According to a report published by phys.org, U.S.G.S scientists say the southern San Andreas is “ready to have an earthquake because it’s really locked and loaded.”
The report found there is a 19 percent chance in the next 30 years that a Northridge-size quake will unzip the southern section compared to a 6.4 percent chance for the northern section, partly because it last broke in 1906.
Scientists are virtually certain that California will be rocked by a strong earthquake in the next 30 years. Now they say the risk of a mega-quake is more likely than previously thought
The chance of a magnitude-8 quake striking the state in the next three decades jumped to 7 percent from 4.7 percent, mainly because scientists took into account the possibility that several faults can shake at once, releasing seismic energy that results in greater destruction.
While the risk of a mega-quake is higher than past estimates, it’s more likely—greater than 99 percent chance—that California will be rattled by a magnitude-6.7 jolt similar in size to the 1994 Northridge disaster.

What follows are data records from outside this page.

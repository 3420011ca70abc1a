mod classify;
pub mod config;
mod convert;
mod dedup;
mod event;
pub mod path;
pub mod persist;
pub mod plans;
pub mod rates;
mod relay;
pub mod render;
pub mod socketio;
mod state;
pub mod template;
pub mod transport;
mod watch;

pub use classify::{Alert, BITS_PER_UNIT, classify};
pub use config::{Config, ConfigError, TemplateFile};
pub use convert::{ConvertError, Converter};
pub use dedup::DedupFilter;
pub use event::{DecodeError, EventKind, InboundEvent, Message, decode};
pub use plans::Plan;
pub use rates::{RateTable, RatesError};
pub use relay::{Inbound, Outcome, Relay, RelayError, RelayHandle, Session, TOTAL_PATH};
pub use render::{Renderer, RenderReport};
pub use state::{StateStore, Subscriber};
pub use template::{Template, TemplateError};
pub use watch::{DEFAULT_DEBOUNCE, StateWatcher};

The chance of a Northridge-size quake was slightly higher in Northern California than Southern California—95 percent versus 93 percent, according to a report released Tuesday by the U.S. Geological Survey.

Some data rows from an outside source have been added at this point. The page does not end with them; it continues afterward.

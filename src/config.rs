use crate::rates::RateTable;
use crate::socketio::DEFAULT_SOCKET_URL;
use crate::watch::DEFAULT_DEBOUNCE;
use serde::Deserialize;
use std::collections::HashSet;
use std::fs;
use std::path::{Path, PathBuf};
use std::time::Duration;
use thiserror::Error;

/// Default exchange rate endpoint.
pub const DEFAULT_RATES_URL: &str = "https://api.exchangeratesapi.io/latest";

#[derive(Debug, Error)]
pub enum ConfigError {
    #[error("failed to read {path}: {source}")]
    Read {
        path: PathBuf,
        #[source]
        source: std::io::Error,
    },

    #[error("invalid configuration: {0}")]
    Parse(#[from] toml::de::Error),

    #[error("invalid configuration: {0}")]
    Invalid(String),
}

/// One output file and the template that produces it.
#[derive(Debug, Clone, PartialEq, Deserialize)]
#[serde(deny_unknown_fields)]
pub struct TemplateFile {
    /// File name under the output directory.
    pub name: String,
    /// Template source.
    pub content: String,
}

/// Relay configuration, usually read from `config.toml`.
///
/// # Examples
///
/// ```
/// use alertfold::Config;
///
/// let config = Config::from_toml_str(r#"
///     token = "abc"
///     currency = "eur"
///
///     [[templates]]
///     name = "total.txt"
///     content = "{{ total | fixed(2) }}"
/// "#).unwrap();
///
/// assert_eq!(config.currency.as_deref(), Some("EUR"));
/// assert_eq!(config.state_path.to_str(), Some("data/state.json"));
/// assert_eq!(config.templates.len(), 1);
/// ```
#[derive(Debug, Clone, PartialEq, Deserialize)]
#[serde(deny_unknown_fields)]
pub struct Config {
    /// Streamlabs socket API token.
    #[serde(default)]
    pub token: Option<String>,
    /// Currency the total is kept in; amounts are left as-is when unset.
    #[serde(default)]
    pub currency: Option<String>,
    #[serde(default)]
    pub include_test_alerts: bool,
    #[serde(default)]
    pub include_repeat_alerts: bool,
    #[serde(default = "default_state_path")]
    pub state_path: PathBuf,
    #[serde(default = "default_output_dir")]
    pub output_dir: PathBuf,
    /// Quiet period before an external edit of the state file is picked up.
    #[serde(default = "default_watch_debounce_ms")]
    pub watch_debounce_ms: u64,
    #[serde(default = "default_socket_url")]
    pub socket_url: String,
    #[serde(default = "default_rates_url")]
    pub rates_url: String,
    /// Static rates; when absent they are fetched from `rates_url`.
    #[serde(default)]
    pub exchange: Option<RateTable>,
    #[serde(default)]
    pub templates: Vec<TemplateFile>,
}

fn default_state_path() -> PathBuf {
    PathBuf::from("data/state.json")
}

fn default_output_dir() -> PathBuf {
    PathBuf::from("data/files")
}

fn default_watch_debounce_ms() -> u64 {
    DEFAULT_DEBOUNCE.as_millis() as u64
}

fn default_socket_url() -> String {
    DEFAULT_SOCKET_URL.to_string()
}

fn default_rates_url() -> String {
    DEFAULT_RATES_URL.to_string()
}

impl Config {
    /// Read and validate a TOML file.
    pub fn load(path: impl AsRef<Path>) -> Result<Self, ConfigError> {
        let path = path.as_ref();
        let text = fs::read_to_string(path).map_err(|source| ConfigError::Read {
            path: path.to_path_buf(),
            source,
        })?;
        Self::from_toml_str(&text)
    }

    /// Parse and validate TOML text.
    ///
    /// Currency codes are upper-cased.
    pub fn from_toml_str(text: &str) -> Result<Self, ConfigError> {
        let mut config: Config = toml::from_str(text)?;
        config.normalize();
        config.validate()?;
        Ok(config)
    }

    fn normalize(&mut self) {
        self.currency = self
            .currency
            .take()
            .map(|c| c.trim().to_uppercase())
            .filter(|c| !c.is_empty());

        if let Some(exchange) = &mut self.exchange {
            exchange.base = exchange.base.trim().to_uppercase();
            exchange.rates = std::mem::take(&mut exchange.rates)
                .into_iter()
                .map(|(code, rate)| (code.trim().to_uppercase(), rate))
                .collect();
        }
    }

    fn validate(&self) -> Result<(), ConfigError> {
        let mut names = HashSet::new();
        for template in &self.templates {
            if template.name.trim().is_empty() {
                return Err(ConfigError::Invalid("template with an empty name".into()));
            }
            if !names.insert(template.name.as_str()) {
                return Err(ConfigError::Invalid(format!(
                    "template `{}` is defined twice",
                    template.name
                )));
            }
        }

        if let (Some(currency), Some(exchange)) = (&self.currency, &self.exchange)
            && &exchange.base != currency
        {
            return Err(ConfigError::Invalid(format!(
                "exchange rates are based on {} but the currency is {currency}",
                exchange.base
            )));
        }

        Ok(())
    }

    /// Debounce window for the state file watcher.
    pub fn watch_debounce(&self) -> Duration {
        Duration::from_millis(self.watch_debounce_ms)
    }
}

“California is earthquake country, and residents should live every day like it could be the day of a big one,” USGS geophysicist and lead author Ned Field said.
Thousands of quakes every year hit California, sandwiched between two of Earth’s major tectonic plates, the Pacific and North American plates. Most are too small to be felt
The new report included newly discovered fault zones and the possibility that a quake can jump from fault to fault. Because of this knowledge, the odds of a catastrophic quake—magnitude 8 or larger—in the next 30 years increased.
Of the more than 300 faults that crisscross the state, the southern segment of the San Andreas Fault—which runs from central California to the Salton Sea near the U.S.-Mexico border—remains the greatest threat because it hasn’t ruptured in more than three centuries.